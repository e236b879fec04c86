//! Consistency auditor: detect and repair drift between record status and
//! the status of the request a record points at.
//!
//! Two independent check-then-repair flows:
//!
//! - **Stuck records**: records left `requested` although their request is
//!   gone, rejected or approved.
//! - **Approved recovery**: approved requests whose reserved records are not
//!   all assigned to the requester.
//!
//! Diagnosis is a read-only snapshot and may be stale by the time a repair
//! runs. Repairs therefore never trust a diagnosis: they re-classify every
//! record inside the write transaction that corrects it. Each record is
//! corrected in its own transaction, so an interrupted repair keeps the
//! corrections already made and can simply be run again.

use std::collections::BTreeMap;
use std::time::Instant;

use opentelemetry::KeyValue;
use serde::Serialize;
use tracing::{info, warn};

use super::{optional, record_duration};
use crate::error::{Error, Result};
use crate::event::EventKind;
use crate::model::*;
use crate::storage::TxContext;
use crate::telemetry::metrics;

// ---------------------------------------------------------------------------
// Reports
// ---------------------------------------------------------------------------

/// What a repair would do to a stuck record.
#[derive(Debug, Clone, Copy, PartialEq, Eq, Serialize)]
#[serde(rename_all = "snake_case")]
pub enum RepairAction {
    /// The request is still pending; nothing is wrong.
    None,
    ToAvailable,
    ToAssigned,
}

/// Diagnosis of records stuck in `requested`.
#[derive(Debug, Clone, Default, Serialize)]
pub struct StuckReport {
    pub total_requested_records: u64,
    /// Requested records with no request id at all.
    pub orphan_records_no_request_id: u64,
    /// Requested records whose request id resolves to nothing.
    pub missing_request_records: u64,
    pub needs_available: u64,
    pub needs_assigned: u64,
    /// Requested records legitimately held by a pending request.
    pub healthy_pending: u64,
    pub related_requests: Vec<RelatedRequest>,
}

/// A request referenced by one or more requested records.
#[derive(Debug, Clone, Serialize)]
pub struct RelatedRequest {
    pub request_id: RequestId,
    /// `None` when the request no longer exists.
    pub status: Option<RequestStatus>,
    pub staff_id: Option<StaffId>,
    pub record_count: u64,
    pub action: RepairAction,
}

#[derive(Debug, Clone, Copy, Default, PartialEq, Eq, Serialize)]
pub struct StuckRepair {
    pub total_processed: u64,
    pub fixed_to_assigned: u64,
    pub fixed_to_available: u64,
}

/// Diagnosis of approved requests whose records are not all assigned.
#[derive(Debug, Clone, Default, Serialize)]
pub struct RecoveryReport {
    pub total_approved_requests: u64,
    pub requests_needing_recovery: u64,
    pub details: Vec<RecoveryDetail>,
}

#[derive(Debug, Clone, Serialize)]
pub struct RecoveryDetail {
    pub request_id: RequestId,
    pub database_id: DatabaseId,
    pub staff_id: StaffId,
    pub requested_count: u64,
    /// Reserved records currently assigned to the requester.
    pub assigned_count: u64,
    /// Reserved records not assigned to the requester.
    pub outstanding: u64,
    /// Outstanding records that belong to another live request or are
    /// excluded. Recovery leaves these alone.
    pub blocked: u64,
}

#[derive(Debug, Clone, Copy, Default, PartialEq, Eq, Serialize)]
pub struct RecoverySummary {
    pub total_recovered: u64,
    pub requests_processed: u64,
    pub skipped_blocked: u64,
}

// ---------------------------------------------------------------------------
// Classification
// ---------------------------------------------------------------------------

#[derive(Debug, Clone, PartialEq, Eq)]
enum StuckClass {
    Healthy,
    Orphan,
    MissingRequest(RequestId),
    Rejected(RequestId),
    Approved {
        request_id: RequestId,
        staff_id: StaffId,
    },
}

impl StuckClass {
    fn action(&self) -> RepairAction {
        match self {
            StuckClass::Healthy => RepairAction::None,
            StuckClass::Orphan | StuckClass::MissingRequest(_) | StuckClass::Rejected(_) => {
                RepairAction::ToAvailable
            }
            StuckClass::Approved { .. } => RepairAction::ToAssigned,
        }
    }

    fn reason(&self) -> &'static str {
        match self {
            StuckClass::Healthy => "pending request",
            StuckClass::Orphan => "requested record has no request id",
            StuckClass::MissingRequest(_) => "requested record points at a missing request",
            StuckClass::Rejected(_) => "requested record belongs to a rejected request",
            StuckClass::Approved { .. } => "requested record belongs to an approved request",
        }
    }
}

/// Classify a record in `requested` status by the request it points at.
fn classify_stuck(record: &Record, request: Option<&Request>) -> StuckClass {
    let Some(request_id) = record.request_id else {
        return StuckClass::Orphan;
    };
    match request {
        None => StuckClass::MissingRequest(request_id),
        Some(request) => match request.status {
            RequestStatus::Pending => StuckClass::Healthy,
            RequestStatus::Rejected => StuckClass::Rejected(request_id),
            RequestStatus::Approved => StuckClass::Approved {
                request_id,
                staff_id: request.staff_id.clone(),
            },
        },
    }
}

/// Where a reserved record of an approved request stands.
#[derive(Debug, Clone, Copy, PartialEq, Eq)]
enum Fulfilment {
    Assigned,
    Recoverable,
    Blocked,
}

/// `other` is the request the record currently points at, when that is
/// not the approved request itself.
fn classify_fulfilment(record: &Record, approved: &Request, other: Option<&Request>) -> Fulfilment {
    if record.status == RecordStatus::Assigned
        && record.assigned_to.as_ref() == Some(&approved.staff_id)
    {
        return Fulfilment::Assigned;
    }

    let linked_here = record.request_id.is_none() || record.request_id == Some(approved.id);
    let other_is_live = other.is_some_and(|r| {
        matches!(r.status, RequestStatus::Pending | RequestStatus::Approved)
    });

    match record.status {
        RecordStatus::Available => Fulfilment::Recoverable,
        RecordStatus::Excluded => Fulfilment::Blocked,
        // held under this request, under no request, or under a dead one
        RecordStatus::Requested | RecordStatus::Assigned if linked_here || !other_is_live => {
            Fulfilment::Recoverable
        }
        RecordStatus::Requested | RecordStatus::Assigned => Fulfilment::Blocked,
    }
}

/// Resolve the request a record points at, if it is not `exclude`.
fn linked_request(
    lookup: impl Fn(RequestId) -> Result<Request>,
    record: &Record,
    exclude: Option<RequestId>,
) -> Result<Option<Request>> {
    match record.request_id {
        Some(id) if Some(id) != exclude => optional(lookup(id)),
        _ => Ok(None),
    }
}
====================
◆ ASSIGNED TASK ◆
Say how many lines of the data above include the word "return", and add nothing further.

◆ ANSWER SPACE ◆
2